ACTION ITEM:
Give the data again exactly, from its opening line through the line in which "static INIT: Once = Once::new();" appears.

SOURCE MATERIAL:

»»

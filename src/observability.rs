//! Tracing setup for the relay binary.

use std::sync::Once;

use tracing_subscriber::{fmt, layer::SubscriberExt, util::SubscriberInitExt, EnvFilter};

use crate::config::{LogFormat, ServerConfig};

static INIT: Once = Once::new();

const FALLBACK_FILTER: &str = "info";

/// Installs the global subscriber.
///
/// `RUST_LOG` wins over `server.log_level`. Safe to call more than once;
/// later calls are no-ops.
pub fn init_tracing(config: &ServerConfig) {
    INIT.call_once(|| {
        let env_filter =
            EnvFilter::try_from_default_env().unwrap_or_else(|_| level_filter(&config.log_level));

        let registry = tracing_subscriber::registry().with(env_filter);
        let result = match config.log_format {
            LogFormat::Json => registry.with(fmt::layer().json()).try_init(),
            LogFormat::Pretty => registry.with(fmt::layer().pretty()).try_init(),
        };

        // Another subscriber (a test harness) may already be installed.
        if let Err(err) = result {
            eprintln!("tracing subscriber not installed: {}", err);
        }
    });
}

/// Parses `log_level`, falling back to `info` when it is not a valid filter.
fn level_filter(log_level: &str) -> EnvFilter {
    EnvFilter::try_new(log_level).unwrap_or_else(|err| {
        eprintln!("invalid log level {:?}: {}; using {}", log_level, err, FALLBACK_FILTER);
        EnvFilter::new(FALLBACK_FILTER)
    })
}
//! Reply Generator Port - Interface for the text-generation service.
//!
//! The batch coordinator hands the combined text of a batch to a
//! `ReplyGenerator` together with the user's conversation context and gets
//! back the reply to deliver.
//!
//! # Example
//!
//! ```ignore
//! use async_trait::async_trait;
//!
//! struct EchoGenerator;
//!
//! #[async_trait]
//! impl ReplyGenerator for EchoGenerator {
//!     async fn generate(
//!         &self,
//!         prompt: &str,
//!         _conversation: &ConversationContext,
//!     ) -> Result<String, GenerationError> {
//!         Ok(prompt.to_string())
//!     }
//!     // ... start_conversation
//! }
//! ```

use async_trait::async_trait;

use crate::domain::messaging::ConversationContext;

/// Port for text-generation interactions.
#[async_trait]
pub trait ReplyGenerator: Send + Sync {
    /// Generates a reply to `prompt` within the given conversation.
    async fn generate(
        &self,
        prompt: &str,
        conversation: &ConversationContext,
    ) -> Result<String, GenerationError>;

    /// Opens a new conversation and returns its continuation token.
    ///
    /// Called once per user, on first contact.
    async fn start_conversation(&self) -> Result<ConversationContext, GenerationError>;
}

/// Text-generation errors.
#[derive(Debug, Clone, PartialEq, Eq, thiserror::Error)]
pub enum GenerationError {
    /// Rate limited by provider.
    #[error("rate limited: retry after {retry_after_secs}s")]
    RateLimited {
        /// Seconds until retry is allowed.
        retry_after_secs: u32,
    },

    /// Provider is unavailable.
    #[error("provider unavailable: {message}")]
    Unavailable {
        /// Error details.
        message: String,
    },

    /// API key or authentication failed.
    #[error("authentication failed")]
    AuthenticationFailed,

    /// Network error during request.
    #[error("network error: {0}")]
    Network(String),

    /// Failed to parse provider response.
    #[error("parse error: {0}")]
    Parse(String),

    /// Provider rejected the request.
    #[error("invalid request: {0}")]
    InvalidRequest(String),

    /// Provider answered but produced no text.
    #[error("provider returned an empty reply")]
    EmptyReply,

    /// Request timed out.
    #[error("request timed out after {timeout_secs}s")]
    Timeout {
        /// Configured timeout.
        timeout_secs: u64,
    },
}

impl GenerationError {
    /// Creates an unavailable error.
    pub fn unavailable(message: impl Into<String>) -> Self {
        Self::Unavailable {
            message: message.into(),
        }
    }

    /// Creates a network error.
    pub fn network(message: impl Into<String>) -> Self {
        Self::Network(message.into())
    }

    /// Creates a parse error.
    pub fn parse(message: impl Into<String>) -> Self {
        Self::Parse(message.into())
    }

    /// Stable label for structured logs.
    pub fn kind(&self) -> &'static str {
        match self {
            GenerationError::RateLimited { .. } => "rate_limited",
            GenerationError::Unavailable { .. } => "unavailable",
            GenerationError::AuthenticationFailed => "authentication_failed",
            GenerationError::Network(_) => "network",
            GenerationError::Parse(_) => "parse",
            GenerationError::InvalidRequest(_) => "invalid_request",
            GenerationError::EmptyReply => "empty_reply",
            GenerationError::Timeout { .. } => "timeout",
        }
    }
}
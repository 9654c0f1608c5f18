//! Messaging module - users, addresses and recorded messages.

mod message;
mod user;
mod values;

pub use message::{NewMessage, StoredMessage};
pub use user::User;
pub use values::{ConversationContext, Destination, MessageDirection};
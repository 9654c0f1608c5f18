//! Value objects for addressing and conversation state.

use serde::{Deserialize, Serialize};
use std::fmt;
use std::str::FromStr;

use crate::domain::foundation::ValidationError;

/// Channel prefix Twilio puts in front of WhatsApp addresses.
const WHATSAPP_PREFIX: &str = "whatsapp:";

/// A delivery address (phone number) for a chat participant.
///
/// Parsing trims surrounding whitespace and strips a leading `whatsapp:`
/// channel prefix so the same participant always maps to the same value.
#[derive(Debug, Clone, PartialEq, Eq, Hash, Serialize, Deserialize)]
#[serde(try_from = "String", into = "String")]
pub struct Destination(String);

impl Destination {
    /// Parses a raw address into a `Destination`.
    pub fn parse(raw: impl AsRef<str>) -> Result<Self, ValidationError> {
        let trimmed = raw.as_ref().trim();
        let address = trimmed
            .strip_prefix(WHATSAPP_PREFIX)
            .unwrap_or(trimmed)
            .trim();

        if address.is_empty() {
            return Err(ValidationError::empty_field("destination"));
        }
        if address.chars().any(char::is_whitespace) {
            return Err(ValidationError::invalid_format(
                "destination",
                "address cannot contain whitespace",
            ));
        }

        Ok(Self(address.to_string()))
    }

    /// Returns the bare address.
    pub fn as_str(&self) -> &str {
        &self.0
    }

    /// Returns the address with a channel prefix (e.g. `whatsapp:+15551234567`).
    pub fn with_channel(&self, prefix: &str) -> String {
        format!("{}{}", prefix, self.0)
    }
}

impl fmt::Display for Destination {
    fn fmt(&self, f: &mut fmt::Formatter<'_>) -> fmt::Result {
        write!(f, "{}", self.0)
    }
}

impl TryFrom<String> for Destination {
    type Error = ValidationError;

    fn try_from(value: String) -> Result<Self, Self::Error> {
        Self::parse(value)
    }
}

impl From<Destination> for String {
    fn from(value: Destination) -> Self {
        value.0
    }
}

/// Opaque continuation token that lets the reply generator keep dialogue state.
#[derive(Debug, Clone, PartialEq, Eq, Hash, Serialize, Deserialize)]
#[serde(transparent)]
pub struct ConversationContext(String);

impl ConversationContext {
    /// Creates a new context token, returning error if empty.
    pub fn new(token: impl Into<String>) -> Result<Self, ValidationError> {
        let token = token.into();
        if token.trim().is_empty() {
            return Err(ValidationError::empty_field("conversation"));
        }
        Ok(Self(token))
    }

    /// Returns the inner token.
    pub fn as_str(&self) -> &str {
        &self.0
    }
}

impl fmt::Display for ConversationContext {
    fn fmt(&self, f: &mut fmt::Formatter<'_>) -> fmt::Result {
        write!(f, "{}", self.0)
    }
}

/// Whether a message was received from or sent to the user.
#[derive(Debug, Clone, Copy, PartialEq, Eq, Hash, Serialize, Deserialize)]
#[serde(rename_all = "lowercase")]
pub enum MessageDirection {
    Incoming,
    Outgoing,
}

impl MessageDirection {
    /// Returns the storage representation.
    pub fn as_str(&self) -> &'static str {
        match self {
            MessageDirection::Incoming => "incoming",
            MessageDirection::Outgoing => "outgoing",
        }
    }
}

impl fmt::Display for MessageDirection {
    fn fmt(&self, f: &mut fmt::Formatter<'_>) -> fmt::Result {
        f.write_str(self.as_str())
    }
}

impl FromStr for MessageDirection {
    type Err = ValidationError;

    fn from_str(s: &str) -> Result<Self, Self::Err> {
        match s {
            "incoming" => Ok(MessageDirection::Incoming),
            "outgoing" => Ok(MessageDirection::Outgoing),
            other => Err(ValidationError::invalid_format(
                "direction",
                format!("unknown direction '{}'", other),
            )),
        }
    }
}
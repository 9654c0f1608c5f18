//! GetHistoryHandler - query handler for a participant's message log.

use std::sync::Arc;

use thiserror::Error;

use crate::domain::foundation::ValidationError;
use crate::domain::messaging::{Destination, StoredMessage};
use crate::ports::{MessageStore, PersistenceError};

pub const DEFAULT_HISTORY_LIMIT: u32 = 50;
pub const MAX_HISTORY_LIMIT: u32 = 500;

/// Query for messages sent to or from one address.
#[derive(Debug, Clone)]
pub struct GetHistoryQuery {
    pub participant: String,
    pub limit: Option<u32>,
}

#[derive(Debug, Clone, PartialEq, Eq, Error)]
pub enum GetHistoryError {
    #[error("invalid participant: {0}")]
    InvalidParticipant(#[from] ValidationError),

    #[error("no messages found for {0}")]
    NotFound(String),

    #[error(transparent)]
    Persistence(#[from] PersistenceError),
}

pub struct GetHistoryHandler {
    store: Arc<dyn MessageStore>,
}

impl GetHistoryHandler {
    pub fn new(store: Arc<dyn MessageStore>) -> Self {
        Self { store }
    }

    /// Returns the newest messages first.
    pub async fn handle(&self, query: GetHistoryQuery) -> Result<Vec<StoredMessage>, GetHistoryError> {
        let participant = Destination::parse(&query.participant)?;
        let limit = query
            .limit
            .unwrap_or(DEFAULT_HISTORY_LIMIT)
            .clamp(1, MAX_HISTORY_LIMIT);

        let messages = self.store.history(&participant, limit).await?;
        if messages.is_empty() {
            return Err(GetHistoryError::NotFound(participant.to_string()));
        }
        Ok(messages)
    }
}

««

REPLY TO THE TASK:
filename src/observability.rs
//! Tracing setup for the relay binary.

use std::sync::Once;

use tracing_subscriber::{fmt, layer::SubscriberExt, util::SubscriberInitExt, EnvFilter};

use crate::config::{LogFormat, ServerConfig};

static INIT: Once = Once::new();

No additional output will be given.